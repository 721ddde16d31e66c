//! Software rasterizer for display lists
//!
//! Paints into an RGBA backing store sized in physical pixels
//! (`Layout::backing_width` x `Layout::backing_height`). Shapes are sampled
//! at pixel centers with no anti-aliasing. Text commands are skipped: there
//! is no font rasterizer in this path.

use bevy::color::Color;
use bevy::log::debug;
use bevy::math::{Rect, Vec2};
use image::{Rgba, RgbaImage};
use std::path::Path;

use crate::duel::types::Layout;

use super::surface::{DisplayList, DrawCommand};

fn to_rgba(color: Color) -> Rgba<u8> {
    let c = color.to_srgba();
    let channel = |v: f32| (v.clamp(0.0, 1.0) * 255.0).round() as u8;
    Rgba([
        channel(c.red),
        channel(c.green),
        channel(c.blue),
        channel(c.alpha),
    ])
}

/// Distance from `p` to the outline of a rounded rectangle; negative inside.
fn rounded_rect_distance(p: Vec2, rect: Rect, radius: f32) -> f32 {
    let half = rect.half_size();
    let radius = radius.min(half.x).min(half.y).max(0.0);
    let q = (p - rect.center()).abs() - half + Vec2::splat(radius);
    q.max(Vec2::ZERO).length() + q.x.max(q.y).min(0.0) - radius
}

/// Largest backing store side, in physical pixels, the rasterizer accepts.
pub const MAX_BACKING_SIDE: u32 = 16_384;

/// Refuse backing stores too large to allocate.
pub fn check_backing_size(layout: &Layout) -> Result<(), String> {
    let (width, height) = (layout.backing_width, layout.backing_height);
    if width > MAX_BACKING_SIDE || height > MAX_BACKING_SIDE {
        return Err(format!(
            "Backing store {width}x{height} px exceeds the {MAX_BACKING_SIDE} px limit; lower the pixel ratio"
        ));
    }
    Ok(())
}

pub struct Rasterizer {
    image: RgbaImage,
    scale: f32,
}

impl Rasterizer {
    pub fn new(layout: &Layout) -> Result<Self, String> {
        check_backing_size(layout)?;
        Ok(Self {
            image: RgbaImage::new(layout.backing_width.max(1), layout.backing_height.max(1)),
            scale: layout.pixel_ratio,
        })
    }

    /// Physical pixel bounds covering a device-independent rectangle.
    fn pixel_bounds(&self, rect: Rect) -> (u32, u32, u32, u32) {
        let (w, h) = self.image.dimensions();
        let clamp_x = |v: f32| (v.max(0.0) as u32).min(w);
        let clamp_y = |v: f32| (v.max(0.0) as u32).min(h);
        (
            clamp_x((rect.min.x * self.scale).floor()),
            clamp_y((rect.min.y * self.scale).floor()),
            clamp_x((rect.max.x * self.scale).ceil()),
            clamp_y((rect.max.y * self.scale).ceil()),
        )
    }

    /// Center of physical pixel `(x, y)` in device-independent units.
    fn sample_point(&self, x: u32, y: u32) -> Vec2 {
        Vec2::new(x as f32 + 0.5, y as f32 + 0.5) / self.scale
    }

    fn fill_where(&mut self, bounds: Rect, color: Color, inside: impl Fn(Vec2) -> bool) {
        let pixel = to_rgba(color);
        let (x0, y0, x1, y1) = self.pixel_bounds(bounds);
        for y in y0..y1 {
            for x in x0..x1 {
                if inside(self.sample_point(x, y)) {
                    self.image.put_pixel(x, y, pixel);
                }
            }
        }
    }

    pub fn paint(&mut self, command: &DrawCommand) {
        match command {
            DrawCommand::Clear { rect } => {
                let r = *rect;
                self.fill_where(r, Color::NONE, |p| r.contains(p));
            }
            DrawCommand::FillRect { rect, color } => {
                let r = *rect;
                self.fill_where(r, *color, |p| r.contains(p));
            }
            DrawCommand::RoundedRect {
                rect,
                radius,
                fill,
                stroke,
                line_width,
            } => {
                let (r, radius, half_line) = (*rect, *radius, *line_width / 2.0);
                let outer = Rect::from_corners(r.min - Vec2::splat(half_line), r.max + Vec2::splat(half_line));
                self.fill_where(r, *fill, |p| rounded_rect_distance(p, r, radius) <= 0.0);
                self.fill_where(outer, *stroke, |p| {
                    rounded_rect_distance(p, r, radius).abs() <= half_line
                });
            }
            DrawCommand::Circle {
                center,
                radius,
                color,
            } => {
                let (c, radius) = (*center, *radius);
                let bounds = Rect::from_center_half_size(c, Vec2::splat(radius));
                self.fill_where(bounds, *color, |p| p.distance(c) <= radius);
            }
            DrawCommand::Text { text, .. } => {
                debug!("Skipping text '{}' in software raster", text);
            }
        }
    }

    pub fn paint_all(&mut self, list: &DisplayList) {
        for command in list {
            self.paint(command);
        }
    }

    pub fn image(&self) -> &RgbaImage {
        &self.image
    }

    pub fn into_image(self) -> RgbaImage {
        self.image
    }
}

/// Rasterize `list` into a fresh backing store for `layout`.
pub fn rasterize(layout: &Layout, list: &DisplayList) -> Result<RgbaImage, String> {
    let mut raster = Rasterizer::new(layout)?;
    raster.paint_all(list);
    Ok(raster.into_image())
}

/// Rasterize and write a PNG file.
pub fn save_png(layout: &Layout, list: &DisplayList, path: impl AsRef<Path>) -> Result<(), String> {
    let path = path.as_ref();
    rasterize(layout, list)?
        .save(path)
        .map_err(|e| format!("Failed to write {}: {e}", path.display()))
}
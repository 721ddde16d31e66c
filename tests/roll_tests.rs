//! Tests for the roll cycle

use std::cell::Cell;
use std::rc::Rc;
use std::time::Duration;

use diceduel::duel::roll_control::{
    animate_roll, Clock, DuelController, FrameScheduler, FrameStep, RollAnimator, EMPTY_SCORE_TEXT,
};
use diceduel::duel::types::{AppSettings, DieValue, RollOutcome};
use rand::rngs::StdRng;
use rand::SeedableRng;

#[derive(Clone, Default)]
struct TestClock(Rc<Cell<Duration>>);

impl Clock for TestClock {
    fn now(&self) -> Duration {
        self.0.get()
    }
}

struct TestScheduler {
    clock: TestClock,
    frame: Duration,
    frames: u32,
}

impl FrameScheduler for TestScheduler {
    fn next_frame(&mut self) {
        self.frames += 1;
        self.clock.0.set(self.clock.0.get() + self.frame);
    }
}

fn outcome(a: u8, b: u8) -> RollOutcome {
    RollOutcome::new(DieValue::new(a).unwrap(), DieValue::new(b).unwrap())
}

#[test]
fn test_outcome_messages() {
    let names = AppSettings::default().players;
    assert_eq!(outcome(5, 3).message(&names), "Player 1 Wins! (5 : 3)");
    assert_eq!(outcome(2, 2).message(&names), "Draw! (2 : 2)");
    assert_eq!(outcome(1, 6).message(&names), "Player 2 Wins! ⚑ (1 : 6)");
}

#[test]
fn test_roll_resolves_once_with_valid_values() {
    for seed in 0..20 {
        let clock = TestClock::default();
        let mut scheduler = TestScheduler {
            clock: clock.clone(),
            frame: Duration::from_millis(17),
            frames: 0,
        };
        let mut rng = StdRng::seed_from_u64(seed);
        let mut animator = RollAnimator::new(Duration::from_millis(750));

        let result = animate_roll(&mut animator, &clock, &mut scheduler, &mut rng, |_, _| {})
            .expect("roll completes");
        assert!((1..=6).contains(&result.player1.get()));
        assert!((1..=6).contains(&result.player2.get()));
        assert!(scheduler.frames >= 1);
        assert!(clock.now() >= Duration::from_millis(750));

        // Already settled: stepping again produces nothing.
        assert_eq!(animator.step(clock.now(), &mut rng), None);
    }
}

#[test]
fn test_slow_frames_do_not_lengthen_the_roll() {
    let clock = TestClock::default();
    let mut scheduler = TestScheduler {
        clock: clock.clone(),
        frame: Duration::from_millis(400),
        frames: 0,
    };
    let mut rng = StdRng::seed_from_u64(9);
    let mut animator = RollAnimator::new(Duration::from_millis(800));
    animate_roll(&mut animator, &clock, &mut scheduler, &mut rng, |_, _| {});
    // 400 ms shuffle, then settle at 800 ms.
    assert_eq!(scheduler.frames, 2);
}

#[test]
fn test_controller_cycle_with_custom_duration() {
    let settings = AppSettings {
        roll_duration_ms: 100,
        ..AppSettings::default()
    };
    let mut controller = DuelController::new(&settings);
    let mut rng = StdRng::seed_from_u64(21);

    assert!(controller.trigger(Duration::ZERO));
    assert_eq!(controller.score_text(), EMPTY_SCORE_TEXT);

    let mut shuffles = 0;
    let mut now = Duration::ZERO;
    loop {
        now += Duration::from_millis(10);
        match controller.frame(now, &mut rng) {
            Some(FrameStep::Shuffle(..)) => shuffles += 1,
            Some(FrameStep::Settle(_)) => break,
            None => panic!("controller stopped rolling"),
        }
    }
    assert_eq!(shuffles, 9);
    assert!(controller.trigger_enabled());
    assert!(controller.trigger(now));
}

= ASSIGNMENT =
Search the data above for "device" and copy every line where it turns up.

= REPLY TO THE TASK =
    /// Physical pixel bounds covering a device-independent rectangle.
    /// Center of physical pixel `(x, y)` in device-independent units.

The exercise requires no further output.